In its infinite wisdom (OK, I’m kidding just a little here), the Texas Legislature showed great foresight during its 1981 session, creating what the state calls the Texas Economic Stabilization Fund but what has since come to be commonly known as the Rainy Day Fund. At the time, policymakers took advantage of a great boom time in the petroleum industry, using the state’s oil and gas severance tax receipts as the funding source for virtually the entire fund balance.
Over the last 36 years, the Rainy Day Fund has proved to be exactly what it was billed to be back in 1981: a fund that has had the effect of stabilizing the state’s budget situation. As an example, the Great Recession created huge revenue shortfalls for the state government going into both the 2009 and 2011 legislative sessions, forcing policymakers to cut spending on state services deeply. But the ability to take billions of dollars from the Rainy Day Fund ensured that cuts to the bone did not become cuts into the marrow of those services.

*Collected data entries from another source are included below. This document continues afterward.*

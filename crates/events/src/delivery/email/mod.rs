//! Email delivery backend interface.

use async_trait::async_trait;
use inbox_core::types::DbId;

pub mod locmem;
pub mod smtp;

pub use locmem::LocmemEmailBackend;
pub use smtp::{EmailConfig, SmtpEmailBackend};

// ---------------------------------------------------------------------------
// Error
// ---------------------------------------------------------------------------

/// Error type for email delivery failures.
#[derive(Debug, thiserror::Error)]
pub enum EmailError {
    /// SMTP transport-level failure (authentication, connection, etc.).
    #[error("SMTP transport error: {0}")]
    Transport(#[from] lettre::transport::smtp::Error),

    /// The recipient or sender address could not be parsed.
    #[error("Email address parse error: {0}")]
    Address(#[from] lettre::address::AddressError),

    /// The MIME message could not be assembled.
    #[error("Email build error: {0}")]
    Build(String),
}

// ---------------------------------------------------------------------------
// Message type and trait
// ---------------------------------------------------------------------------

/// A plain-text email addressed to one recipient.
#[derive(Debug, Clone)]
pub struct EmailMessage {
    pub to: String,
    pub subject: String,
    pub body: String,

    /// The delivery log this payload was built from.
    pub log_id: DbId,
}

/// A pluggable email delivery channel.
#[async_trait]
pub trait EmailBackend: Send + Sync {
    /// Deliver one email. Unlike push, email failures surface as errors so
    /// the caller can honour its fail-silently configuration.
    async fn send(&self, message: &EmailMessage) -> Result<(), EmailError>;
}
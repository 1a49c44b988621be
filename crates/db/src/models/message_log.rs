//! Message delivery log models.
//!
//! One row per (message, medium) delivery attempt. Rows are created in the
//! `pending` state when the fan-out pipeline resolves a medium as
//! applicable, transition to exactly one terminal state, and are never
//! deleted — they are the audit trail of every delivery attempt.

use inbox_core::types::{DbId, Timestamp};
use serde::Serialize;
use sqlx::FromRow;

/// Log status values. `sent`, `failed`, and `skipped` are terminal; a log in
/// a terminal state is never re-dispatched.
pub mod status {
    pub const PENDING: &str = "pending";
    pub const SENT: &str = "sent";
    pub const FAILED: &str = "failed";
    pub const SKIPPED: &str = "skipped";
}

/// A row from the `message_logs` table.
#[derive(Debug, Clone, FromRow, Serialize)]
pub struct MessageLog {
    pub id: DbId,
    pub message_id: DbId,
    pub medium: String,
    pub status: String,
    pub failure_reason: Option<String>,
    pub created_at: Timestamp,
    pub updated_at: Timestamp,
}

/// A pending log joined with the message fields the dispatch phase needs to
/// build a medium-specific payload.
#[derive(Debug, Clone, FromRow)]
pub struct PendingDelivery {
    pub log_id: DbId,
    pub message_id: DbId,
    pub medium: String,
    pub user_id: DbId,
    pub key: String,
    pub subject: String,
    pub body: String,
    pub data: Option<serde_json::Value>,
    /// Carried so completion events can exclude hidden messages' owners.
    pub is_hidden: bool,
}
//! Delivery medium identifier constants.
//!
//! A medium is a delivery channel for a message. The in-app inbox itself is
//! not a medium — every message is an inbox item by definition; mediums are
//! the additional channels a message may fan out to.

/// Push notification to the user's registered device group.
pub const MEDIUM_APP_PUSH: &str = "app_push";

/// Plain-text email to the user's address.
pub const MEDIUM_EMAIL: &str = "email";

/// SMS (reserved; no backend is wired up).
pub const MEDIUM_SMS: &str = "sms";

/// Browser web push (reserved; no backend is wired up).
pub const MEDIUM_WEB_PUSH: &str = "web_push";

/// Every medium identifier the preference model knows about.
pub const KNOWN_MEDIUMS: [&str; 4] = [MEDIUM_APP_PUSH, MEDIUM_EMAIL, MEDIUM_SMS, MEDIUM_WEB_PUSH];

/// Mediums the fan-out pipeline can actually dispatch to.
///
/// `sms` and `web_push` exist in the preference model (with a `null` default,
/// meaning unsupported) but have no delivery backend.
pub const DISPATCHABLE_MEDIUMS: [&str; 2] = [MEDIUM_APP_PUSH, MEDIUM_EMAIL];
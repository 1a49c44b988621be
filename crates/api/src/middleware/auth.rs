//! Identity extractor for Axum handlers.
//!
//! The engine sits behind a gateway that authenticates requests and
//! forwards the caller's identity in the `x-user-id` header. Handlers
//! that require an identity take [`AuthUser`]; the preference-token
//! endpoints take [`MaybeAuthUser`] because they resolve identity from
//! the token itself and only use the header for a consistency check.

use axum::extract::FromRequestParts;
use axum::http::request::Parts;
use inbox_core::types::DbId;

use crate::error::AppError;
use crate::state::AppState;

/// Header carrying the authenticated user id, set by the gateway.
pub const USER_ID_HEADER: &str = "x-user-id";

/// Authenticated user identity.
#[derive(Debug, Clone, Copy)]
pub struct AuthUser {
    pub user_id: DbId,
}

impl FromRequestParts<AppState> for AuthUser {
    type Rejection = AppError;

    async fn from_request_parts(
        parts: &mut Parts,
        _state: &AppState,
    ) -> Result<Self, Self::Rejection> {
        let raw = parts
            .headers
            .get(USER_ID_HEADER)
            .and_then(|v| v.to_str().ok())
            .ok_or_else(|| AppError::Unauthorized(format!("Missing {USER_ID_HEADER} header")))?;

        let user_id: DbId = raw
            .parse()
            .map_err(|_| AppError::Unauthorized(format!("Invalid {USER_ID_HEADER} header")))?;

        Ok(AuthUser { user_id })
    }
}

/// Optional identity: present when the gateway forwarded a valid header,
/// absent otherwise. Never rejects.
#[derive(Debug, Clone, Copy)]
pub struct MaybeAuthUser(pub Option<AuthUser>);

impl FromRequestParts<AppState> for MaybeAuthUser {
    type Rejection = AppError;

    async fn from_request_parts(
        parts: &mut Parts,
        state: &AppState,
    ) -> Result<Self, Self::Rejection> {
        Ok(MaybeAuthUser(
            AuthUser::from_request_parts(parts, state).await.ok(),
        ))
    }
}
use axum::http::StatusCode;
use axum::response::{IntoResponse, Response};
use inbox_core::error::CoreError;
use inbox_pipeline::PipelineError;
use serde_json::json;

/// Application-level error type for HTTP handlers.
///
/// Wraps [`CoreError`] for domain errors and adds HTTP-specific variants.
/// Implements [`IntoResponse`] to produce consistent JSON error responses.
#[derive(Debug, thiserror::Error)]
pub enum AppError {
    /// A domain-level error from `inbox_core`.
    #[error(transparent)]
    Core(#[from] CoreError),

    /// A database error from sqlx.
    #[error("Database error: {0}")]
    Database(#[from] sqlx::Error),

    /// The request carried no (or an unusable) identity.
    #[error("Unauthorized: {0}")]
    Unauthorized(String),

    /// A bad request with a human-readable message.
    #[error("Bad request: {0}")]
    BadRequest(String),

    /// An internal error with a human-readable message.
    #[error("Internal error: {0}")]
    InternalError(String),
}

/// Convenience type alias for handler return values.
pub type AppResult<T> = Result<T, AppError>;

impl From<PipelineError> for AppError {
    fn from(err: PipelineError) -> Self {
        match err {
            PipelineError::Database(e) => AppError::Database(e),
            PipelineError::Core(e) => AppError::Core(e),
            PipelineError::Email(e) => AppError::InternalError(e.to_string()),
        }
    }
}

impl IntoResponse for AppError {
    fn into_response(self) -> Response {
        let (status, code, message) = match &self {
            // --- CoreError variants ---
            AppError::Core(core) => match core {
                CoreError::NotFound { entity, id } => (
                    StatusCode::NOT_FOUND,
                    "NOT_FOUND",
                    format!("{entity} with id {id} not found"),
                ),
                CoreError::Validation(msg) => {
                    (StatusCode::BAD_REQUEST, "VALIDATION_ERROR", msg.clone())
                }
                CoreError::Conflict(msg) => (StatusCode::CONFLICT, "CONFLICT", msg.clone()),
                CoreError::Forbidden(msg) => (StatusCode::FORBIDDEN, "FORBIDDEN", msg.clone()),
                CoreError::Internal(msg) => {
                    tracing::error!(error = %msg, "Internal core error");
                    (
                        StatusCode::INTERNAL_SERVER_ERROR,
                        "INTERNAL_ERROR",
                        "An internal error occurred".to_string(),
                    )
                }
            },

            // --- Database errors ---
            AppError::Database(err) => classify_sqlx_error(err),

            // --- HTTP-specific errors ---
            AppError::Unauthorized(msg) => {
                (StatusCode::UNAUTHORIZED, "UNAUTHORIZED", msg.clone())
            }
            AppError::BadRequest(msg) => (StatusCode::BAD_REQUEST, "BAD_REQUEST", msg.clone()),
            AppError::InternalError(msg) => {
                tracing::error!(error = %msg, "Internal error");
                (
                    StatusCode::INTERNAL_SERVER_ERROR,
                    "INTERNAL_ERROR",
                    "An internal error occurred".to_string(),
                )
            }
        };

        let body = json!({
            "error": message,
            "code": code,
        });

        (status, axum::Json(body)).into_response()
    }
}

/// Classify a sqlx error into an HTTP status, error code, and message.
///
/// - `RowNotFound` maps to 404.
/// - Unique constraint violations (constraint name starting with `uq_`) map to 409.
/// - Everything else maps to 500 with a sanitized message.
fn classify_sqlx_error(err: &sqlx::Error) -> (StatusCode, &'static str, String) {
    match err {
        sqlx::Error::RowNotFound => (
            StatusCode::NOT_FOUND,
            "NOT_FOUND",
            "Resource not found".to_string(),
        ),
        sqlx::Error::Database(db_err) => {
            // PostgreSQL unique constraint violation: error code 23505
            if db_err.code().as_deref() == Some("23505") {
                let constraint = db_err.constraint().unwrap_or("unknown");
                if constraint.starts_with("uq_") {
                    return (
                        StatusCode::CONFLICT,
                        "CONFLICT",
                        format!("Duplicate value violates unique constraint: {constraint}"),
                    );
                }
            }
            tracing::error!(error = %db_err, "Database error");
            (
                StatusCode::INTERNAL_SERVER_ERROR,
                "INTERNAL_ERROR",
                "An internal error occurred".to_string(),
            )
        }
        other => {
            tracing::error!(error = %other, "Database error");
            (
                StatusCode::INTERNAL_SERVER_ERROR,
                "INTERNAL_ERROR",
                "An internal error occurred".to_string(),
            )
        }
    }
}
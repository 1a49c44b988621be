pub mod health;
pub mod messages;
pub mod preferences;
pub mod process;

use axum::Router;

use crate::state::AppState;

/// Build the `/api/v1` route tree.
///
/// Route hierarchy:
///
/// ```text
/// /messages                                 list (GET), create (POST)
/// /messages/read-all                        mark all read (POST)
/// /messages/unread-count                    unread count (GET)
///
/// /preferences                              effective groups (GET), bulk update (PUT)
/// /preferences/{group_id}/{medium}          targeted update (PUT)
/// /preferences/token/{token}                token-addressed GET / PUT
/// /preferences/token/{token}/{group_id}/{medium}  token-addressed targeted PUT
///
/// /process                                  run one fan-out pass (POST)
/// ```
pub fn api_routes() -> Router<AppState> {
    Router::new()
        .nest("/messages", messages::router())
        .nest("/preferences", preferences::router())
        .nest("/process", process::router())
}
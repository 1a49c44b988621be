//! Repository for the `messages` table.

use inbox_core::types::DbId;
use sqlx::PgPool;

use crate::models::message::{CreateMessage, Message};

/// Column list for `messages` queries.
const COLUMNS: &str = "id, user_id, key, subject, body, data, send_at, is_read, read_at, \
    is_hidden, is_logged, created_at, updated_at, deleted_at";

/// Visibility filter shared by every read-path query.
///
/// The `is_logged` clause keeps a message out of the inbox until the fan-out
/// pipeline has finished logging it, so list output and delivery are
/// consistent.
const VISIBLE: &str =
    "send_at <= NOW() AND is_hidden = false AND is_logged = true AND deleted_at IS NULL";

/// Provides CRUD and read-state operations for messages.
pub struct MessageRepo;

impl MessageRepo {
    /// Create a message, returning the generated ID.
    pub async fn create(pool: &PgPool, input: &CreateMessage) -> Result<DbId, sqlx::Error> {
        sqlx::query_scalar(
            "INSERT INTO messages (user_id, key, subject, body, data, send_at, is_hidden) \
             VALUES ($1, $2, $3, $4, $5, COALESCE($6, NOW()), COALESCE($7, false)) \
             RETURNING id",
        )
        .bind(input.user_id)
        .bind(&input.key)
        .bind(&input.subject)
        .bind(&input.body)
        .bind(&input.data)
        .bind(input.send_at)
        .bind(input.is_hidden)
        .fetch_one(pool)
        .await
    }

    /// Fetch a message by id regardless of visibility.
    pub async fn find_by_id(pool: &PgPool, message_id: DbId) -> Result<Option<Message>, sqlx::Error> {
        let query = format!("SELECT {COLUMNS} FROM messages WHERE id = $1");
        sqlx::query_as::<_, Message>(&query)
            .bind(message_id)
            .fetch_optional(pool)
            .await
    }

    /// List a user's visible messages, newest first.
    pub async fn list_visible(
        pool: &PgPool,
        user_id: DbId,
        limit: i64,
        offset: i64,
    ) -> Result<Vec<Message>, sqlx::Error> {
        let query = format!(
            "SELECT {COLUMNS} FROM messages \
             WHERE user_id = $1 AND {VISIBLE} \
             ORDER BY send_at DESC, id DESC \
             LIMIT $2 OFFSET $3"
        );
        sqlx::query_as::<_, Message>(&query)
            .bind(user_id)
            .bind(limit)
            .bind(offset)
            .fetch_all(pool)
            .await
    }

    /// Get the number of unread visible messages for a user.
    pub async fn unread_count(pool: &PgPool, user_id: DbId) -> Result<i64, sqlx::Error> {
        let query = format!(
            "SELECT COUNT(*) FROM messages WHERE user_id = $1 AND is_read = false AND {VISIBLE}"
        );
        let count: Option<i64> = sqlx::query_scalar(&query).bind(user_id).fetch_one(pool).await?;
        Ok(count.unwrap_or(0))
    }

    /// Mark a single visible message as read, scoped to its owner.
    ///
    /// Idempotent: returns `true` only when the message actually changed
    /// state. An already-read, invisible, or foreign message is untouched.
    pub async fn mark_read(
        pool: &PgPool,
        message_id: DbId,
        user_id: DbId,
    ) -> Result<bool, sqlx::Error> {
        let query = format!(
            "UPDATE messages \
             SET is_read = true, read_at = NOW(), updated_at = NOW() \
             WHERE id = $1 AND user_id = $2 AND is_read = false AND {VISIBLE}"
        );
        let result = sqlx::query(&query)
            .bind(message_id)
            .bind(user_id)
            .execute(pool)
            .await?;
        Ok(result.rows_affected() > 0)
    }

    /// Mark all of a user's visible messages as read.
    ///
    /// Idempotent: already-read messages are untouched. Returns the number
    /// of messages that actually changed state.
    pub async fn mark_all_read(pool: &PgPool, user_id: DbId) -> Result<u64, sqlx::Error> {
        let query = format!(
            "UPDATE messages \
             SET is_read = true, read_at = NOW(), updated_at = NOW() \
             WHERE user_id = $1 AND is_read = false AND {VISIBLE}"
        );
        let result = sqlx::query(&query).bind(user_id).execute(pool).await?;
        Ok(result.rows_affected())
    }

    /// Select messages that are due for fan-out: `send_at` has passed and
    /// logging has not completed. Ordered oldest-due first.
    pub async fn list_unprocessed(pool: &PgPool, limit: i64) -> Result<Vec<Message>, sqlx::Error> {
        let query = format!(
            "SELECT {COLUMNS} FROM messages \
             WHERE is_logged = false AND deleted_at IS NULL AND send_at <= NOW() \
             ORDER BY send_at, id \
             LIMIT $1"
        );
        sqlx::query_as::<_, Message>(&query)
            .bind(limit)
            .fetch_all(pool)
            .await
    }

    /// Flip `is_logged` for the given messages, but only where no pending
    /// log remains — a message with an unfinished medium stays eligible for
    /// reprocessing. Returns the ids actually flipped.
    pub async fn mark_logged_if_complete(
        pool: &PgPool,
        message_ids: &[DbId],
    ) -> Result<Vec<DbId>, sqlx::Error> {
        sqlx::query_scalar(
            "UPDATE messages m \
             SET is_logged = true, updated_at = NOW() \
             WHERE m.id = ANY($1) AND m.is_logged = false \
               AND NOT EXISTS (\
                   SELECT 1 FROM message_logs l \
                   WHERE l.message_id = m.id AND l.status = 'pending') \
             RETURNING m.id",
        )
        .bind(message_ids)
        .fetch_all(pool)
        .await
    }

    /// Soft-delete a message. Returns `true` if a live row was found.
    pub async fn soft_delete(pool: &PgPool, message_id: DbId) -> Result<bool, sqlx::Error> {
        let result = sqlx::query(
            "UPDATE messages SET deleted_at = NOW(), updated_at = NOW() \
             WHERE id = $1 AND deleted_at IS NULL",
        )
        .bind(message_id)
        .execute(pool)
        .await?;
        Ok(result.rows_affected() > 0)
    }
}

The Rainy Day Fund has also allowed legislators to address other pressing state issues without impacting the budget’s General Fund. The 2013 session of the legislature funded the state’s entire $50 billion State Water Plan by tapping the Rainy Day Fund for $2 billion, establishing a revolving line of credit that will be used to finance a large variety of dams and other water projects in the coming decades. That same session also, with the approval of the state’s voters, tapped the Rainy Day Fund for $2.25 billion to fund much-needed road improvement projects all over Texas.
Even after all those and other large, special withdrawals over the last decade, the Rainy Day Fund today retains a balance of over $10 billion, money that is available to help Houston and other areas of Southeast Texas rebuild from Hurricane Harvey. In short, the Texas Rainy Day Fund is a pretty phenomenal success story for which the oil and gas industry rarely receives much credit.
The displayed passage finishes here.